On a toujours voulu voir dans la formation des architectes, une valorisation excessive de la fonction créative, façon d’ironiser sur une soi-disant impréparation à affronter les réalités techniques, donc économiques. Des décennies de crise sévère ont rendu cette confortable idée caduque. En réalité sous la pression des événements, en devenant meilleurs techniciens, les architectes ont opéré une vraie révolution culturelle. Tendus sur les stricts aspects économiques de l’acte de bâtir, on leur oppose souvent, leur vocation exclusivement culturelle, pour justifier leur éviction au profit de “professionnels compétents” qui assumeraient à leur place les spécificités techniques pour lesquelles ils seraient inefficients. Voilà où se situe la mystification, elle conduit à ignorer la mission essentielle de synthèse des éléments d’un projet. Aucun responsable conscient ne peut ignorer qu’elle n’est valablement assurée que par le concepteur lui-même tout simplement, parce qu’il est l’auteur du projet.

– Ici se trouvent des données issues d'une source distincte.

//! Session-per-request lifecycle: exactly one session scope per inbound
//! HTTP request, opened at request begin and disposed at request end.
//!
//! The two hooks, [`open_request_scope`] and [`close_request_scope`], act on
//! the request's extension bag and can run without a live server. The
//! [`scope_middleware`] composes them around the handler so every exit path
//! (success, error response) disposes the scope. Per-request state machine:
//! {uninitialized} -> begin -> {scope-open} -> end -> {scope-closed};
//! ending without a begin is safely absorbed.

use std::sync::Arc;

use axum::{
    extract::{Request, State},
    http::{Extensions, StatusCode},
    middleware::Next,
    response::{IntoResponse, Response},
};
use rowboat_common::{Error, Result, ScopeStrategy};
use rowboat_db::registry::Registry;
use rowboat_db::scope::{ScopeStack, SessionScope};

use crate::server::AppContext;

/// The per-request unit-of-work handle stored in the request extensions.
///
/// Handlers extract it with `Extension<RequestScope>` and pass
/// [`scope`](Self::scope) to repository operations. Nested scopes can be
/// opened through [`stack`](Self::stack).
#[derive(Clone)]
pub struct RequestScope {
    stack: Arc<ScopeStack>,
    scope: Arc<SessionScope>,
}

impl RequestScope {
    /// The scope opened for this request.
    pub fn scope(&self) -> &Arc<SessionScope> {
        &self.scope
    }

    /// The request's scope stack, for explicitly nested scopes.
    pub fn stack(&self) -> &Arc<ScopeStack> {
        &self.stack
    }

    fn dispose(&self) -> Result<()> {
        self.stack.close(self.scope.clone())
    }
}

fn ensure_request_aware(registry: &Registry) -> Result<()> {
    if registry.strategy() != ScopeStrategy::PerRequest {
        return Err(Error::misconfigured(
            "the session-per-request module requires ScopeStrategy::PerRequest; \
             set the strategy on the ConfigSource or remove the module",
        ));
    }
    Ok(())
}

/// Request-begin hook: open a scope and store it in the extension bag.
///
/// A missing registry means the persistence layer is unused in this
/// deployment and the hook is a no-op. A registry whose scope strategy is
/// not request-aware is a fatal configuration error, surfaced eagerly.
pub fn open_request_scope(
    registry: Option<&Arc<Registry>>,
    extensions: &mut Extensions,
) -> Result<()> {
    let Some(registry) = registry else {
        return Ok(());
    };
    ensure_request_aware(registry)?;

    let stack = Arc::new(ScopeStack::new(registry.clone()));
    let scope = stack.open()?;
    tracing::trace!(scope = scope.id(), "opened request scope");
    extensions.insert(RequestScope { stack, scope });
    Ok(())
}

/// Request-end hook: retrieve the scope from the extension bag and dispose
/// it, flushing per the configured policy and releasing the connections.
///
/// An absent scope is tolerated as a no-op; the request may have
/// short-circuited before the begin hook ran. The same initialization and
/// strategy checks as the begin hook apply.
pub fn close_request_scope(
    registry: Option<&Arc<Registry>>,
    extensions: &mut Extensions,
) -> Result<()> {
    let Some(registry) = registry else {
        return Ok(());
    };
    ensure_request_aware(registry)?;

    match extensions.remove::<RequestScope>() {
        Some(handle) => {
            tracing::trace!(scope = handle.scope.id(), "closing request scope");
            handle.dispose()
        }
        None => Ok(()),
    }
}

/// Axum middleware composing the begin/end hooks around the handler.
pub async fn scope_middleware(
    State(ctx): State<AppContext>,
    mut request: Request,
    next: Next,
) -> Response {
    if let Err(err) = open_request_scope(ctx.registry.as_ref(), request.extensions_mut()) {
        tracing::error!(error = %err, "failed to open request scope");
        return (StatusCode::INTERNAL_SERVER_ERROR, err.to_string()).into_response();
    }

    // The handle held here is the end hook's retrieval: the request (and
    // its extension bag) is consumed by the handler chain.
    let handle = request.extensions().get::<RequestScope>().cloned();
    let response = next.run(request).await;

    if let Some(handle) = handle {
        if let Err(err) = handle.dispose() {
            tracing::error!(error = %err, "failed to close request scope");
            return (StatusCode::INTERNAL_SERVER_ERROR, err.to_string()).into_response();
        }
    }
    response
}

Il n’y a donc pas lieu d’opposer fonction technique à fonction culturelle ou “artistique”, elles sont indissolublement liées. Il suffit simplement d’en fixer l’ordre hiérarchique. Ainsi comment de tout ce foin gaspillé faire jaillir un bon grain ? Au lieu de geindre sans cesse en s’inventant des usines à gaz au cyber-pétrol, et plutôt que de s’inscrire dans le sillage de prédateurs cyniques, osons dire simplement : je suis Architecte, mon rôle consiste à dresser le projet dans toutes ses dimensions  – sociales, culturelles, artistiques, fonctionnelles, techniques et économiques -. J’ai le devoir de mener le projet à terme, j’en exécute donc toutes les phases, et je me donne tous les moyens de le faire, je suis tout particulièrement attentif à sa réalisation, le chantier est ma vraie vocation.